■ **WORK ORDER**
Begin at the line containing "backoff_durations.next();" in the entries below and end at the line containing "use proptest_derive::Arbitrary;"; transcribe that range exactly and nothing outside it.
### DATA TO EXAMINE ###
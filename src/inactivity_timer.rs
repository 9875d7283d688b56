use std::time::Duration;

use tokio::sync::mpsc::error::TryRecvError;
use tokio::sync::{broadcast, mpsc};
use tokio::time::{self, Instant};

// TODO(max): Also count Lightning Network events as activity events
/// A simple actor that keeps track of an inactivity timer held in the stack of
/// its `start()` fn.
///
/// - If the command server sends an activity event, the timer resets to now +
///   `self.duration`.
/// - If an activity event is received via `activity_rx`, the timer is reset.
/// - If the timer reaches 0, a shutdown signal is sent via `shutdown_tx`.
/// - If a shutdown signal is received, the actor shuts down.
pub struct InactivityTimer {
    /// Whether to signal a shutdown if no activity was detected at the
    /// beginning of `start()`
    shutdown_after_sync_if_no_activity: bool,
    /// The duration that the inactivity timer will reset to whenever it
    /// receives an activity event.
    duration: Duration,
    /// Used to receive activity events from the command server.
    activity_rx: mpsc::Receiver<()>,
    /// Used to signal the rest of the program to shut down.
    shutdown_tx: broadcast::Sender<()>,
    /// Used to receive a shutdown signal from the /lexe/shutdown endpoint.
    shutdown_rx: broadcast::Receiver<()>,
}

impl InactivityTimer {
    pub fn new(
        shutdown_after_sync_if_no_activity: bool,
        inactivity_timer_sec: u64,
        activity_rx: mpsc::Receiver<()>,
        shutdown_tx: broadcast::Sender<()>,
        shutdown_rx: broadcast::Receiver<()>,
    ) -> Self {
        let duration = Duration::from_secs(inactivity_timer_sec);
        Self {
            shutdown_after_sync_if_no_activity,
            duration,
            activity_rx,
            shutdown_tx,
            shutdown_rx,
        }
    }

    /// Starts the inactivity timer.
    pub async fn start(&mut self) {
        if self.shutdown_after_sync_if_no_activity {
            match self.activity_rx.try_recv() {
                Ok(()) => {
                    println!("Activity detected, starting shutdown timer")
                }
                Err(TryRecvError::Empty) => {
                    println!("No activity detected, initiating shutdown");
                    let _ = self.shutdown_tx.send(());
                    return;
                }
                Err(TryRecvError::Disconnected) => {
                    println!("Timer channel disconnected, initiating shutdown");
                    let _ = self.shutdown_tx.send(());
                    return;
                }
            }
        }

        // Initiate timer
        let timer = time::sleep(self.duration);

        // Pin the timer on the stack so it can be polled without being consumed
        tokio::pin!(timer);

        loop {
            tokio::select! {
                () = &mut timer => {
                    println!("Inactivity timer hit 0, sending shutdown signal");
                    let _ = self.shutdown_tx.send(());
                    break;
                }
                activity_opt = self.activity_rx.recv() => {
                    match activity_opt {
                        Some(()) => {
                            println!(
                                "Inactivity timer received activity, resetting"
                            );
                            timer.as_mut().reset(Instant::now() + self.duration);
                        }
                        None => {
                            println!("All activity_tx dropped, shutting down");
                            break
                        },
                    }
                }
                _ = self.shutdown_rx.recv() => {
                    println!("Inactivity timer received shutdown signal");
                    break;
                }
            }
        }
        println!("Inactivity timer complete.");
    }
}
###
### DATA TO EXAMINE ###
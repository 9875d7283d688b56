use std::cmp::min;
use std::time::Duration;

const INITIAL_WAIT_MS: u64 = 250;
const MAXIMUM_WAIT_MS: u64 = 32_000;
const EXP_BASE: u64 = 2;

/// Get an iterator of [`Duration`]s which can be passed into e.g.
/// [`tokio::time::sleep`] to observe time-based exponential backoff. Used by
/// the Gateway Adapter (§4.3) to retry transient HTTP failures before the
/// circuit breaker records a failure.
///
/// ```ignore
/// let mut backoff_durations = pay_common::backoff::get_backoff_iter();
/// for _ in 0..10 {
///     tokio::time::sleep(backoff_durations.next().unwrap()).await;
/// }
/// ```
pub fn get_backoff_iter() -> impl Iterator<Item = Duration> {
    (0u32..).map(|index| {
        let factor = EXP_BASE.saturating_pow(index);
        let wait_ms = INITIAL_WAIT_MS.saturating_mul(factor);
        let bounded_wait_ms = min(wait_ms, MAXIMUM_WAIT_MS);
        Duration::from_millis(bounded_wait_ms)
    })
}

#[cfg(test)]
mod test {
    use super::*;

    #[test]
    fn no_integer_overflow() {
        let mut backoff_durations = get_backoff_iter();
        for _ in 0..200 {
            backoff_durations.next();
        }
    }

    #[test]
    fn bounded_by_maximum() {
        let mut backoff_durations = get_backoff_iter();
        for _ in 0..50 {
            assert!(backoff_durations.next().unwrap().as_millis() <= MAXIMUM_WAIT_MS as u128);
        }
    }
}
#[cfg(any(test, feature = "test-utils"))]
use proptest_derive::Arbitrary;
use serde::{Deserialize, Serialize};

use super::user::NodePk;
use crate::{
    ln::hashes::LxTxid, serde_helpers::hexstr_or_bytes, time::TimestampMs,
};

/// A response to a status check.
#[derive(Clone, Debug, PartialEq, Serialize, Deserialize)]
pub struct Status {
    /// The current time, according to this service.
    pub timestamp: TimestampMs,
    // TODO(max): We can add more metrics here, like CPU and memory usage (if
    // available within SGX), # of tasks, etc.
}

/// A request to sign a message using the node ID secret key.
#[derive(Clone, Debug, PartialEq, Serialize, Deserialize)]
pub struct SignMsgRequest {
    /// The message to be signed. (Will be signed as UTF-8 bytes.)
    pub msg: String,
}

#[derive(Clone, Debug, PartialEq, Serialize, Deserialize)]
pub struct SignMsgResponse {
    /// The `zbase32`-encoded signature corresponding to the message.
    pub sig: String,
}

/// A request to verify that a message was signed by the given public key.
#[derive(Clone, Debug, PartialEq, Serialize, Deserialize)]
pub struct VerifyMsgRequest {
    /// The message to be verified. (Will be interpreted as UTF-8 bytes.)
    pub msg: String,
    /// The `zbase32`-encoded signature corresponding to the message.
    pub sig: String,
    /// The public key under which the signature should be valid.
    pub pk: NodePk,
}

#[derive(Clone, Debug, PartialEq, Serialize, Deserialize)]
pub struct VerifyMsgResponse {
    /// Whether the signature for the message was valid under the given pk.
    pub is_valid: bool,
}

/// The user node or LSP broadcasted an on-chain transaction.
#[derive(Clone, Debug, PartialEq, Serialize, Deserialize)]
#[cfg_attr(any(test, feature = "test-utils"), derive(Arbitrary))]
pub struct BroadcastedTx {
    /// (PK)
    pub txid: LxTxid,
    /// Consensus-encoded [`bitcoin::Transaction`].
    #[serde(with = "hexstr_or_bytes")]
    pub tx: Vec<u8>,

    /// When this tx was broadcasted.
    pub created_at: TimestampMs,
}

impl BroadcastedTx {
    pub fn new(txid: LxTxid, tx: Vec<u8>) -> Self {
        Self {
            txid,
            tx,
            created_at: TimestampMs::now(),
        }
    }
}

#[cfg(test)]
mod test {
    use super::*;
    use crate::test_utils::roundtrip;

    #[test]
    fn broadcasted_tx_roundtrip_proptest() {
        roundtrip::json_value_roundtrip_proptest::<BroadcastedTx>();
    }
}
###
■ **SOLVED PROBLEM**
            backoff_durations.next();
        }
    }

    #[test]
    fn bounded_by_maximum() {
        let mut backoff_durations = get_backoff_iter();
        for _ in 0..50 {
            assert!(backoff_durations.next().unwrap().as_millis() <= MAXIMUM_WAIT_MS as u128);
        }
    }
}
#[cfg(any(test, feature = "test-utils"))]
use proptest_derive::Arbitrary;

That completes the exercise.